Improving reliability of non-volatile memory systems
Complex systems like Advanced Driver-Assistance Systems (ADAS), medical, and industrial applications need to be reliable, secure, and safe. In these systems, firmware and associated data are stored in Non-Volatile Memory (NVM) because code and data must be retained when power is not being supplied. Thus, NVM plays a crucial role in system reliability.

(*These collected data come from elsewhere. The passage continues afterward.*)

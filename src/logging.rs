use tokio::sync::broadcast;
use tracing_subscriber::FmtSubscriber;
use tracing_subscriber::fmt::MakeWriter;

/// Fans formatted log lines into a broadcast channel so live tails can
/// follow the runtime, optionally mirroring them to stdout.
#[derive(Clone)]
pub struct BroadcastMakeWriter {
    pub sender: broadcast::Sender<String>,
    pub suppress_stdout: bool,
}

impl<'a> MakeWriter<'a> for BroadcastMakeWriter {
    type Writer = BroadcastWriter;

    fn make_writer(&'a self) -> Self::Writer {
        BroadcastWriter {
            sender: self.sender.clone(),
            suppress_stdout: self.suppress_stdout,
        }
    }
}

pub struct BroadcastWriter {
    sender: broadcast::Sender<String>,
    suppress_stdout: bool,
}

impl std::io::Write for BroadcastWriter {
    fn write(&mut self, buf: &[u8]) -> std::io::Result<usize> {
        let line = String::from_utf8_lossy(buf).to_string();
        let _ = self.sender.send(line); // no receivers is fine
        if !self.suppress_stdout {
            std::io::stdout().write_all(buf)?;
        }
        Ok(buf.len())
    }

    fn flush(&mut self) -> std::io::Result<()> {
        if !self.suppress_stdout {
            std::io::stdout().flush()?;
        }
        Ok(())
    }
}

/// Install the global subscriber. Returns the log broadcast sender; a second
/// call in the same process keeps the first subscriber.
pub fn init_logging(level: tracing::Level, suppress_stdout: bool) -> broadcast::Sender<String> {
    let (log_tx, _) = broadcast::channel::<String>(500);
    let subscriber = FmtSubscriber::builder()
        .with_max_level(level)
        .with_writer(BroadcastMakeWriter {
            sender: log_tx.clone(),
            suppress_stdout,
        })
        .finish();
    tracing::subscriber::set_global_default(subscriber).ok();
    log_tx
}
impl RuntimeInner {
    pub(crate) async fn is_activated(&self, app_id: &str) -> bool {
        self.activations.lock().await.contains_key(app_id)
    }

    pub(crate) async fn activate(self: &Arc<Self>, app_id: &str) -> RuntimeResult<()> {
        let mut activations = self.activations.lock().await;
        if activations.contains_key(app_id) {
            return Ok(());
        }
        let app = self
            .registry
            .get_app(app_id)
            .await?
            .ok_or_else(|| RuntimeError::AppNotFound(app_id.to_string()))?;
        if !app.is_automation() {
            debug!("App '{}' is not an automation, nothing to activate", app_id);
            return Ok(());
        }
        let plan = plan_registrations(&app)?;

        let mut state = ActivationState::default();
        for registration in plan {
            match registration {
                Registration::Job(job) => {
                    let id = job.id.clone();
                    if let Err(e) = self.register_job(job).await {
                        self.release_state(app_id, state).await;
                        return Err(e.into());
                    }
                    state.job_ids.push(id);
                }
                Registration::Event {
                    index,
                    source,
                    filter,
                } => {
                    debug!(
                        "App '{}' listens for {} ({})",
                        app_id, filter.event_type, source
                    );
                    let handler = self.event_handler(app_id, index, source);
                    state.subscriptions.push(self.bus.on(filter, handler));
                }
            }
        }
        if state.registration_count() > 0 {
            state.keep_alive = Some(
                self.keep_alive
                    .register_keep_alive_reason(&keep_alive_key(app_id)),
            );
        }
        info!(
            "Activated app '{}': {} job(s), {} event subscription(s)",
            app_id,
            state.job_ids.len(),
            state.subscriptions.len()
        );
        activations.insert(app_id.to_string(), state);
        drop(activations);
        self.notifier.status_changed(app_id);
        Ok(())
    }

    /// Add a job, or resume it untouched when an identical one already
    /// exists so its interval anchor is kept.
    async fn register_job(&self, job: JobDescriptor) -> anyhow::Result<()> {
        match self.scheduler.get_job(&job.id).await? {
            Some(existing) if existing.schedule == job.schedule => {
                self.scheduler.resume_job(&job.id).await?;
                debug!("Resumed existing job '{}'", job.id);
            }
            _ => self.scheduler.add_job(job).await?,
        }
        Ok(())
    }

    async fn release_state(&self, app_id: &str, state: ActivationState) -> usize {
        let ActivationState {
            job_ids,
            subscriptions,
            keep_alive,
        } = state;
        for id in &job_ids {
            if let Err(e) = self.scheduler.remove_job(id).await {
                warn!("Could not remove job '{}' of app '{}': {}", id, app_id, e);
            }
        }
        let released = job_ids.len() + subscriptions.len();
        for subscription in subscriptions {
            subscription.unsubscribe();
        }
        if let Some(guard) = keep_alive {
            guard.release();
        }
        released
    }

    fn event_handler(
        self: &Arc<Self>,
        app_id: &str,
        index: usize,
        source: &'static str,
    ) -> EventHandler {
        let runtime = Arc::downgrade(self);
        let app_id = app_id.to_string();
        handler_fn(move |event: BusEvent| {
            let runtime = runtime.clone();
            let app_id = app_id.clone();
            async move {
                let Some(inner) = runtime.upgrade() else {
                    return;
                };
                let outcome = inner.handle_event(&app_id, index, source, event).await;
                debug!("Event for app '{}' handled: {:?}", app_id, outcome);
            }
        })
    }

    pub(crate) async fn deactivate(&self, app_id: &str) {
        let mut activations = self.activations.lock().await;
        let state = activations.remove(app_id);
        let cancelled = self.in_flight.cancel_app(app_id);
        let Some(state) = state else {
            if cancelled > 0 {
                info!("Cancelled {} run(s) of inactive app '{}'", cancelled, app_id);
            }
            return;
        };
        let released = self.release_state(app_id, state).await;
        drop(activations);
        info!(
            "Deactivated app '{}': {} registration(s) released, {} run(s) cancelled",
            app_id, released, cancelled
        );
        self.notifier.status_changed(app_id);
    }

    /// Reconcile an active app's scheduler jobs with its current spec.
    /// Changed schedules are re-added so their anchors reset.
    pub(crate) async fn sync_app_schedule(&self, app_id: &str) -> RuntimeResult<SyncReport> {
        let app = self
            .registry
            .get_app(app_id)
            .await?
            .ok_or_else(|| RuntimeError::AppNotFound(app_id.to_string()))?;
        let desired = match plan_registrations(&app) {
            Ok(plan) => planned_jobs(&plan),
            Err(RuntimeError::NoSubscriptions(_)) => Vec::new(),
            Err(e) => return Err(e),
        };

        let mut activations = self.activations.lock().await;
        let Some(state) = activations.get_mut(app_id) else {
            debug!("App '{}' is not active, schedule sync skipped", app_id);
            return Ok(SyncReport::default());
        };

        let mut report = SyncReport::default();
        let mut tracked = state.job_ids.clone();
        let reconciled = self
            .reconcile_jobs(&desired, &mut tracked, &mut report)
            .await;
        // Jobs that reached the scheduler stay owned by the app even when a
        // later step failed, so deactivate still removes them.
        state.job_ids = tracked;

        if state.registration_count() == 0 {
            if let Some(guard) = state.keep_alive.take() {
                guard.release();
            }
        } else if state.keep_alive.is_none() {
            state.keep_alive = Some(
                self.keep_alive
                    .register_keep_alive_reason(&keep_alive_key(app_id)),
            );
        }

        if let Err(e) = reconciled {
            warn!("Schedule sync of app '{}' stopped early: {}", app_id, e);
            return Err(e.into());
        }
        if !report.is_noop() {
            info!(
                "Synced schedule of app '{}': {} added, {} updated, {} removed",
                app_id,
                report.added.len(),
                report.updated.len(),
                report.removed.len()
            );
        }
        Ok(report)
    }

    /// Bring the scheduler in line with `desired`, keeping `tracked` equal
    /// to the app's jobs that exist after each step.
    async fn reconcile_jobs(
        &self,
        desired: &[JobDescriptor],
        tracked: &mut Vec<String>,
        report: &mut SyncReport,
    ) -> anyhow::Result<()> {
        for job in desired {
            match self.scheduler.get_job(&job.id).await? {
                Some(existing) if existing.schedule == job.schedule => {
                    report.unchanged.push(job.id.clone());
                }
                Some(_) => {
                    self.scheduler.remove_job(&job.id).await?;
                    tracked.retain(|id| id != &job.id);
                    self.scheduler.add_job(job.clone()).await?;
                    report.updated.push(job.id.clone());
                }
                None => {
                    self.scheduler.add_job(job.clone()).await?;
                    report.added.push(job.id.clone());
                }
            }
            if !tracked.contains(&job.id) {
                tracked.push(job.id.clone());
            }
        }
        let stale: Vec<String> = tracked
            .iter()
            .filter(|id| !desired.iter().any(|job| &job.id == *id))
            .cloned()
            .collect();
        for id in stale {
            self.scheduler.remove_job(&id).await?;
            tracked.retain(|t| t != &id);
            report.removed.push(id);
        }
        Ok(())
    }
}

NVM reliability can be expressed in two ways: data retention time and cycling endurance. Retention time dictates how long NVM can hold data and code reliability. Endurance measures how many times the NVM can be rewritten and still reliably hold data and code. To offset these limitations, designers often employ special host software and/or hardware such as a Flash File System that employs wear-leveling and/or error code correction (ECC) technology to ensure data has not changed since it was last written. These measures result in system overhead, often negatively impacting performance. In addition, complex remedies reduce system robustness, especially in cases of NVM operation during a power failure.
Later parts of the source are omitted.